--- Input records ---
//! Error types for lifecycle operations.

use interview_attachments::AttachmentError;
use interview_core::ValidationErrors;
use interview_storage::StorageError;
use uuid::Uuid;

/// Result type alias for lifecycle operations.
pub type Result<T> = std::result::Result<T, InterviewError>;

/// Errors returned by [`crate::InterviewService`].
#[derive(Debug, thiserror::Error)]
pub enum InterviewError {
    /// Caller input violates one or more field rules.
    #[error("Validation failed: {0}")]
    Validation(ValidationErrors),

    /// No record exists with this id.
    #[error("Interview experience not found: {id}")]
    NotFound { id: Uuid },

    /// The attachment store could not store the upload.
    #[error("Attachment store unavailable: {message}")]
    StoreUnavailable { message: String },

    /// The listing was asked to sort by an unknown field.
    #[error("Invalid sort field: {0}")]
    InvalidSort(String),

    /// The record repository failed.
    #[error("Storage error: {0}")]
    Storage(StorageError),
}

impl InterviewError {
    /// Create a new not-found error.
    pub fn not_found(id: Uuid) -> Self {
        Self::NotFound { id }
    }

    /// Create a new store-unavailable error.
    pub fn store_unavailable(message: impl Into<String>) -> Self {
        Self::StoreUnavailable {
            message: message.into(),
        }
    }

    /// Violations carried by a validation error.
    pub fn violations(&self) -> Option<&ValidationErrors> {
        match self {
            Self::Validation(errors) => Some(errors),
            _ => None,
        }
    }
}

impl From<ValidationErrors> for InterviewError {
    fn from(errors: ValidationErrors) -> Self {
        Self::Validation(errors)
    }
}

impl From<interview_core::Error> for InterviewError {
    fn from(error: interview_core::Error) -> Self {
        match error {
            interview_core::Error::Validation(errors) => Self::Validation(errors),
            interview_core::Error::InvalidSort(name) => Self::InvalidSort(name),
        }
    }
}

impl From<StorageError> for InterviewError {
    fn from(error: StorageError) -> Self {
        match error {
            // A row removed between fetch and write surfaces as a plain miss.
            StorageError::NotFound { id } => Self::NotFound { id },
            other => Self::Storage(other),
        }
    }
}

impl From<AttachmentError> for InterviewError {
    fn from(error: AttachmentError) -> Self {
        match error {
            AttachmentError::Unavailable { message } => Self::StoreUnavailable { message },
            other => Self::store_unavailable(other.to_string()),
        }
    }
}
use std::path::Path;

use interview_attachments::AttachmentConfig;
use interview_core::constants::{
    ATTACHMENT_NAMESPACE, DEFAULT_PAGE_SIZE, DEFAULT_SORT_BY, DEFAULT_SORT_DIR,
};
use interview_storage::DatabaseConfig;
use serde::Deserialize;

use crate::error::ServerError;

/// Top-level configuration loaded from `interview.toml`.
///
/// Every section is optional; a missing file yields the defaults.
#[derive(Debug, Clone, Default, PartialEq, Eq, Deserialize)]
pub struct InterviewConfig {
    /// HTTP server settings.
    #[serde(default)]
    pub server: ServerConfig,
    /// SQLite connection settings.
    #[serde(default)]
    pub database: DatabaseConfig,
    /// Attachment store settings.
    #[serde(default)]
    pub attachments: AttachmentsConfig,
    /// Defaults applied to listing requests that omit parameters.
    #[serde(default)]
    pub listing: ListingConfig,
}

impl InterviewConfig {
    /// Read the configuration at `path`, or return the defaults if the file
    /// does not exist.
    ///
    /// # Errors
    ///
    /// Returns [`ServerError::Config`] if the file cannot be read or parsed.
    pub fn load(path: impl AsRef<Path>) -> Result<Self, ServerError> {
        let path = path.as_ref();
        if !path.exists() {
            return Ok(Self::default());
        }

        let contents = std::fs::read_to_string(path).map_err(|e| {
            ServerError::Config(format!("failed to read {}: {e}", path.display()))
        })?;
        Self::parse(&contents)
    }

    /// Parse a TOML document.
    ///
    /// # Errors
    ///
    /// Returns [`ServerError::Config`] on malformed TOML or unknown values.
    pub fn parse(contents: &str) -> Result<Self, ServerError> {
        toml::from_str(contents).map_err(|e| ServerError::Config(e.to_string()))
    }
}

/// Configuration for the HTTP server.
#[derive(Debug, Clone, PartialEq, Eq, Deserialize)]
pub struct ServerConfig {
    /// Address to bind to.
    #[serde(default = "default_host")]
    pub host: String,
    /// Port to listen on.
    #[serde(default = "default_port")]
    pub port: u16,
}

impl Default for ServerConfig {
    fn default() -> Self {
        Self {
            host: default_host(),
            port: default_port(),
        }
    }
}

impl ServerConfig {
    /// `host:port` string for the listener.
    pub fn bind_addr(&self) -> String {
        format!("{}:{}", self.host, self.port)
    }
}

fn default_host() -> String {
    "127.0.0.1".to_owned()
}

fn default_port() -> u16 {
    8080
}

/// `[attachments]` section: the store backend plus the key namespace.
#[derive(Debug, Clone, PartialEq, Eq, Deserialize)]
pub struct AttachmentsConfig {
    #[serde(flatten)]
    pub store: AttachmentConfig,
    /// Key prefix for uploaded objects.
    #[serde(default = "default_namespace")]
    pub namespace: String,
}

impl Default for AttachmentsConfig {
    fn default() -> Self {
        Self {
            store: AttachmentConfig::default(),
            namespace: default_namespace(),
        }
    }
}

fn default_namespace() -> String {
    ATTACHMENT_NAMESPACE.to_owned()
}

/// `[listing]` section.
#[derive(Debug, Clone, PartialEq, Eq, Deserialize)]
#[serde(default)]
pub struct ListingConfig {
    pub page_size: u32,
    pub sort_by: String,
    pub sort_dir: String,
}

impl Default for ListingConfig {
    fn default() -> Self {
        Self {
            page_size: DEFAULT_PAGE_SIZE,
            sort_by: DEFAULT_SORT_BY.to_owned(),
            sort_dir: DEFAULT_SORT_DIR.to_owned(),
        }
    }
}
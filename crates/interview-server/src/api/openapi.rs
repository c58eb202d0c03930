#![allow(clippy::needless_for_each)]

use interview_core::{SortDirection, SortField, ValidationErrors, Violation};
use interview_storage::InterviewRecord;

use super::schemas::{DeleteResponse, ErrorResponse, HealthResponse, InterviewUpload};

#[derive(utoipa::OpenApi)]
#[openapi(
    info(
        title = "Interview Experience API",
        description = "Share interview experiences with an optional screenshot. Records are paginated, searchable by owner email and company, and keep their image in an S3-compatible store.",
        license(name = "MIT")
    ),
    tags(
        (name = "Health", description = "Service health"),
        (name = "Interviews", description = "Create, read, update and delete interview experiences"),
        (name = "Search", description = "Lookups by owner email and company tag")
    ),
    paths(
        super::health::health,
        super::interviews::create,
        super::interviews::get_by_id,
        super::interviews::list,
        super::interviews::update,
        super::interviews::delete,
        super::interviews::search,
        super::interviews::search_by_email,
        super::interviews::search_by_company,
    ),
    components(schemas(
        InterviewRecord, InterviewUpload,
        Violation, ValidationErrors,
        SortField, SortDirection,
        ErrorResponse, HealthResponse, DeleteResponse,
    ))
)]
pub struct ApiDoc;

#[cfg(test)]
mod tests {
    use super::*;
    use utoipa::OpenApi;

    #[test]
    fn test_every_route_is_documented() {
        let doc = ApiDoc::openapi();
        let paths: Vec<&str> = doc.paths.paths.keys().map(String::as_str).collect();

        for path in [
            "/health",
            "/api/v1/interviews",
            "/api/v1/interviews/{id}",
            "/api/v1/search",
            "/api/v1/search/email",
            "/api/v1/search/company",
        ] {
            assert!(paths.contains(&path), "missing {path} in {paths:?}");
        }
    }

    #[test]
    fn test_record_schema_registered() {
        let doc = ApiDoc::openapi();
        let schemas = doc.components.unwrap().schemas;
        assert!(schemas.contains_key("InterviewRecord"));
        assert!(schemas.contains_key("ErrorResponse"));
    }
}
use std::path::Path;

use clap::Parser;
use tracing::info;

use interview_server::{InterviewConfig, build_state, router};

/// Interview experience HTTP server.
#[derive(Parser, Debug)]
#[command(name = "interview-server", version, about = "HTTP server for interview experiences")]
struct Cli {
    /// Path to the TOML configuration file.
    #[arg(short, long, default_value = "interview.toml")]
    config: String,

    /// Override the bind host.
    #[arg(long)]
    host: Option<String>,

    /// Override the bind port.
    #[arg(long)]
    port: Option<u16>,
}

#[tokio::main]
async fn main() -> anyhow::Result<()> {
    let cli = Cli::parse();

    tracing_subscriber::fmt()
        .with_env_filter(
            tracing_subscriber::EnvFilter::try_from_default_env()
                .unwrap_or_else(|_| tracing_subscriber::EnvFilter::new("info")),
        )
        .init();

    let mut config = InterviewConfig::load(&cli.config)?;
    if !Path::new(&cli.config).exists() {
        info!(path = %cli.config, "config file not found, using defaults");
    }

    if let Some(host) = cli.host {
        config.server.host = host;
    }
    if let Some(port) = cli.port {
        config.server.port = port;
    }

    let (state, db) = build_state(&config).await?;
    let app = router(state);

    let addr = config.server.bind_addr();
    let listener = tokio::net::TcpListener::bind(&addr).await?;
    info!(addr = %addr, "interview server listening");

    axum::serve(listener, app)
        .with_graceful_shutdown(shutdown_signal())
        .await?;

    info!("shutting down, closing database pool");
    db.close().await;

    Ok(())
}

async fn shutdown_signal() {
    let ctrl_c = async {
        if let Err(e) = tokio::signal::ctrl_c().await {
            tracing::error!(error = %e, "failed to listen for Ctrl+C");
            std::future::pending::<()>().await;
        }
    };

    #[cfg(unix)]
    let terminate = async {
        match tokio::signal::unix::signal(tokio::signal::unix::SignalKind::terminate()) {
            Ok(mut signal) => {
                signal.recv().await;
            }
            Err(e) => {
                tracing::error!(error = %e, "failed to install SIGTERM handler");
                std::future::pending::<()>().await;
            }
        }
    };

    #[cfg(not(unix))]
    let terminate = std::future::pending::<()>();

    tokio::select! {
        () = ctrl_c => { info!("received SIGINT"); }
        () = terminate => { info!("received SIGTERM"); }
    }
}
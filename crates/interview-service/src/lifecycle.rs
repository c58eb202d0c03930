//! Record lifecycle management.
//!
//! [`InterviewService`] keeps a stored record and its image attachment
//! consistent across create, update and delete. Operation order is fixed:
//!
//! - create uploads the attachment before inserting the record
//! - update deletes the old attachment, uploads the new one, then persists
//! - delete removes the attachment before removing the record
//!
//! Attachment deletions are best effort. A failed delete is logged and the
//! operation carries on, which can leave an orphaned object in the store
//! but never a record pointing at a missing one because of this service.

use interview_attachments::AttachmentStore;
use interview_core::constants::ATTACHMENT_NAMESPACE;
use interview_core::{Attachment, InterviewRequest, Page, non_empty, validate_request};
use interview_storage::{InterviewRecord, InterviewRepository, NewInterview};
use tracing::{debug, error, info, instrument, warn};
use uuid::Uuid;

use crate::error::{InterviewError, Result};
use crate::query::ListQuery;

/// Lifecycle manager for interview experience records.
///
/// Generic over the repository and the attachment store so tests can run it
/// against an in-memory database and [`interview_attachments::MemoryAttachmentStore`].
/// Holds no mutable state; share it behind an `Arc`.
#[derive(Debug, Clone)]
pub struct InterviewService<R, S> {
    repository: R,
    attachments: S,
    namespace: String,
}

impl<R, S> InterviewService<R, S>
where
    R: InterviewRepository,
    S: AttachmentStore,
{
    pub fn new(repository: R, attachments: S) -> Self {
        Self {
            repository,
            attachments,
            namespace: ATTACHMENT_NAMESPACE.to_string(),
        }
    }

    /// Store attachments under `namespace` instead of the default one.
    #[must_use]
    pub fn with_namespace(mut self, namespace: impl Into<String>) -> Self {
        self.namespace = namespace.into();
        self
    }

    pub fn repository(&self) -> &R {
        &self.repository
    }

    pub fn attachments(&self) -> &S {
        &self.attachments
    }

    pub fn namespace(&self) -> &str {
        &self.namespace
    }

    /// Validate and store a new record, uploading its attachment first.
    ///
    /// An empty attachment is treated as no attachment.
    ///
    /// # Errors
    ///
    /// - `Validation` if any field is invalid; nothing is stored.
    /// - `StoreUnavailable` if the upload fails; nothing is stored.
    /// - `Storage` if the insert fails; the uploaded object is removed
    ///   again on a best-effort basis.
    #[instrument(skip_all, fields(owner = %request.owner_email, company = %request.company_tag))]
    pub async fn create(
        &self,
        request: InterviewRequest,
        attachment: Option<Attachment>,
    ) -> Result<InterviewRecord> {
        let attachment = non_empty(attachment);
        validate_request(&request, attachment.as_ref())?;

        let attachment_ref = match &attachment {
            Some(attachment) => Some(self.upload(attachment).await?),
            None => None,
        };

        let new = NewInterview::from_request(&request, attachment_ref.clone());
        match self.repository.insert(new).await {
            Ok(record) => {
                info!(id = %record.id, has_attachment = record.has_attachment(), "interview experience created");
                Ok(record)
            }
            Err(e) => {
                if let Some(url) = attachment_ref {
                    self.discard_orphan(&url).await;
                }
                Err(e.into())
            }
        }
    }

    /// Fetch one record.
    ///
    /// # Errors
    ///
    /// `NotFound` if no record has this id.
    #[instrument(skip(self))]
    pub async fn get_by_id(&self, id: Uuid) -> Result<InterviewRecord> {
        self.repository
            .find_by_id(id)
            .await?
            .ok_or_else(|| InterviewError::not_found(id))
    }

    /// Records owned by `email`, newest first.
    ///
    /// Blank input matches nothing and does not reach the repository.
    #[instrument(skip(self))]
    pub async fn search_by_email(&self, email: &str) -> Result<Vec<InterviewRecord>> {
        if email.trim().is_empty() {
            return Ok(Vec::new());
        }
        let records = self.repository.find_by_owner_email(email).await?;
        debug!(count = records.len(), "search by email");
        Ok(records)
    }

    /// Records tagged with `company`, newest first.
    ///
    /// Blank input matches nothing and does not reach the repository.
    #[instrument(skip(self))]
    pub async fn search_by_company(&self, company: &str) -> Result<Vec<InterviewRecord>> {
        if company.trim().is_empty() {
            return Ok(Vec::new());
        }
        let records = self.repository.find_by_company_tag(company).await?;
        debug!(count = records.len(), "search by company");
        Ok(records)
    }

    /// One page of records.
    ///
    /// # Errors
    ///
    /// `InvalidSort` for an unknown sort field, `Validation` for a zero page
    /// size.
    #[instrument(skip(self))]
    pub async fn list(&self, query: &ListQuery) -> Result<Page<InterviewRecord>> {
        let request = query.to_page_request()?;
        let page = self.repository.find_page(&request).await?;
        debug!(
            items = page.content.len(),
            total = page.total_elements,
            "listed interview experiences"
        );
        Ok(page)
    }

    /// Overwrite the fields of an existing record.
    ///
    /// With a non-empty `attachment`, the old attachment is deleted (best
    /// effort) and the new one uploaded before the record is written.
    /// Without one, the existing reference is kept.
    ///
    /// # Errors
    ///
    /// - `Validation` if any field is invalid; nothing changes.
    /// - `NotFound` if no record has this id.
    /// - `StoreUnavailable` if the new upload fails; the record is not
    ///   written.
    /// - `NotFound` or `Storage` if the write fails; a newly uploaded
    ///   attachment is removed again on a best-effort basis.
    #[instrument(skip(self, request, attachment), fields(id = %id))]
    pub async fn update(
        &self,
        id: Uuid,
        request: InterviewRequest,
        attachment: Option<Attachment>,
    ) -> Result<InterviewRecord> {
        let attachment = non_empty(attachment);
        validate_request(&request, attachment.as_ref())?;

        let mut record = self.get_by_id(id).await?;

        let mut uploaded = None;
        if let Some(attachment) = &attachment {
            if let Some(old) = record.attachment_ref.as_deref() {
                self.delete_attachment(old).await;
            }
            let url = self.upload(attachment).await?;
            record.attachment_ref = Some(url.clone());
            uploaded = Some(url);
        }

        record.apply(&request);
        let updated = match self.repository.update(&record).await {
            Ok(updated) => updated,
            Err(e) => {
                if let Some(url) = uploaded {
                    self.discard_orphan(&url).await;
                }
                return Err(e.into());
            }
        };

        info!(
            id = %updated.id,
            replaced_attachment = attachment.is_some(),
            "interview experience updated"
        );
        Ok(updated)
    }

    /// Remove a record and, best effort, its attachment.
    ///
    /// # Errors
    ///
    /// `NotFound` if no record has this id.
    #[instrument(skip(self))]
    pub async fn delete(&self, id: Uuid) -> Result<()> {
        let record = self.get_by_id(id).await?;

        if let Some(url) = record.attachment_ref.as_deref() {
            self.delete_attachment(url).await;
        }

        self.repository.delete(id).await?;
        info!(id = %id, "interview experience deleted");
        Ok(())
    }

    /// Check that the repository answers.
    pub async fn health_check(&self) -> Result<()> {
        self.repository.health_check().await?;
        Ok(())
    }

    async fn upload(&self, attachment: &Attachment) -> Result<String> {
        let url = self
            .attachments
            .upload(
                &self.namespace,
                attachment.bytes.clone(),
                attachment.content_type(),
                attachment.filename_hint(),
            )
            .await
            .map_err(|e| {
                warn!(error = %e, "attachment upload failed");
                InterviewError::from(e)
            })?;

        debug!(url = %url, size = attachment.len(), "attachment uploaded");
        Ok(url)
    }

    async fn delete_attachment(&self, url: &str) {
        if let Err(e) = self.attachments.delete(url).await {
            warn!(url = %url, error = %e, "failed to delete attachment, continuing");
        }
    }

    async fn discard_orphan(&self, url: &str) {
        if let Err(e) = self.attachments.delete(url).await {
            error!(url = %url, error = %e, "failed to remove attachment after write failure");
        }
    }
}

--- Your objective ---
What do the lines above say from the one containing "removed again on a best-effort basis." down to the one containing "record.apply(&request);"? Return them exactly, both end lines included, and only them.

--- Reply ---
    ///   attachment is removed again on a best-effort basis.
    #[instrument(skip(self, request, attachment), fields(id = %id))]
    pub async fn update(
        &self,
        id: Uuid,
        request: InterviewRequest,
        attachment: Option<Attachment>,
    ) -> Result<InterviewRecord> {
        let attachment = non_empty(attachment);
        validate_request(&request, attachment.as_ref())?;

        let mut record = self.get_by_id(id).await?;

        let mut uploaded = None;
        if let Some(attachment) = &attachment {
            if let Some(old) = record.attachment_ref.as_deref() {
                self.delete_attachment(old).await;
            }
            let url = self.upload(attachment).await?;
            record.attachment_ref = Some(url.clone());
            uploaded = Some(url);
        }

        record.apply(&request);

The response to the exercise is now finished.